The story that you have asked me to tell you does not begin with the pitiful ugliness of Lloyd’s death. It begins on a long-ago day in August when the sun seared my blistered face and I was nine years old and my father and mother sold me to a strange man. Memory, the narrator of Petina Gappah’s The Book of Memory, is an albino woman languishing in Chikurubi Maximum Security Prison in Harare, Zimbabwe, after being sentenced for murder. As part of her appeal, her lawyer insists that she write down what happened as she remembers it. The death penalty is a mandatory sentence for murder, and Memory is, both literally and metaphorically, writing for her life.

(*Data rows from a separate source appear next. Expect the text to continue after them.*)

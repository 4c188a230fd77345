//! WhatsApp bridge HTTP client.

use crate::error::SessionError;
use crate::receiver::EventListener;
use crate::session::MessagingSession;
use crate::types::*;
use async_trait::async_trait;
use reqwest::{Client, Response};
use std::time::Duration;
use tokio::sync::{mpsc, Mutex};
use tokio::task::JoinHandle;
use tracing::{debug, instrument, warn};

/// Session backed by a WhatsApp Web bridge sidecar.
///
/// One instance owns at most one event listener task. `destroy` stops it and
/// `initialize` starts a fresh one, so the instance can be cycled any number
/// of times.
pub struct BridgeSession {
    client: Client,
    poll_client: Client,
    base_url: String,
    events: mpsc::Sender<SessionEvent>,
    listener: Mutex<Option<JoinHandle<()>>>,
}

impl BridgeSession {
    /// Create a new bridge session. Nothing is contacted until `initialize`.
    pub fn new(
        base_url: impl Into<String>,
        request_timeout: Duration,
        poll_timeout: Duration,
        events: mpsc::Sender<SessionEvent>,
    ) -> Result<Self, SessionError> {
        let client = Client::builder().timeout(request_timeout).build()?;
        let poll_client = Client::builder().timeout(poll_timeout).build()?;
        let base_url: String = base_url.into();

        Ok(Self {
            client,
            poll_client,
            base_url: base_url.trim_end_matches('/').to_string(),
            events,
            listener: Mutex::new(None),
        })
    }

    /// Get the bridge base URL.
    pub fn base_url(&self) -> &str {
        &self.base_url
    }

    /// Check if the bridge is reachable.
    pub async fn health_check(&self) -> bool {
        self.client
            .get(format!("{}/health", self.base_url))
            .send()
            .await
            .map(|r| r.status().is_success())
            .unwrap_or(false)
    }

    async fn post_lifecycle(&self, path: &str) -> Result<(), SessionError> {
        let response = self
            .client
            .post(format!("{}/{}", self.base_url, path))
            .send()
            .await?;

        if !response.status().is_success() {
            let msg = error_message(response).await;
            return Err(SessionError::Bridge(msg));
        }

        Ok(())
    }
}

/// Extract the bridge's error message, falling back to the raw body.
async fn error_message(response: Response) -> String {
    let status = response.status();
    let body = response.text().await.unwrap_or_default();

    match serde_json::from_str::<BridgeErrorBody>(&body) {
        Ok(parsed) => parsed.error,
        Err(_) if body.trim().is_empty() => format!("bridge returned {}", status),
        Err(_) => body,
    }
}

#[async_trait]
impl MessagingSession for BridgeSession {
    #[instrument(skip(self))]
    async fn initialize(&self) -> Result<(), SessionError> {
        let mut listener = self.listener.lock().await;
        if let Some(stale) = listener.take() {
            stale.abort();
        }

        // Listen before init so the first pairing code is not missed.
        let handle = EventListener::new(self.poll_client.clone(), &self.base_url)
            .spawn(self.events.clone());

        if let Err(e) = self.post_lifecycle("session/init").await {
            handle.abort();
            return Err(e);
        }

        *listener = Some(handle);
        debug!("Session initialization started");
        Ok(())
    }

    #[instrument(skip(self))]
    async fn destroy(&self) -> Result<(), SessionError> {
        if let Some(handle) = self.listener.lock().await.take() {
            handle.abort();
        }

        self.post_lifecycle("session/destroy").await?;
        debug!("Session destroyed");
        Ok(())
    }

    #[instrument(skip(self, text))]
    async fn send_text(&self, address: &str, text: &str) -> Result<(), SessionError> {
        let request = SendTextRequest {
            chat_id: address.to_string(),
            text: text.to_string(),
        };

        let response = self
            .client
            .post(format!("{}/send", self.base_url))
            .json(&request)
            .send()
            .await?;

        if !response.status().is_success() {
            let msg = error_message(response).await;
            warn!("Send failed: {}", msg);
            return Err(SessionError::Rejected(msg));
        }

        debug!("Sent message to {}", address);
        Ok(())
    }
}

impl Drop for BridgeSession {
    fn drop(&mut self) {
        if let Some(handle) = self.listener.get_mut().take() {
            handle.abort();
        }
    }
}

As her story unfolds, Memory reveals that she has been tried and convicted for the murder of Lloyd Hendricks, her adopted father. But who was Lloyd Hendricks? Why does Memory feel no remorse for his death? And did everything happen exactly as she remembers? Moving between the townships of the poor and the suburbs of the rich, and between past and present, the 2009 Guardian First Book Award–winning writer Petina Gappah weaves a compelling tale of love, obsession, the relentlessness of fate, and the treachery of memory.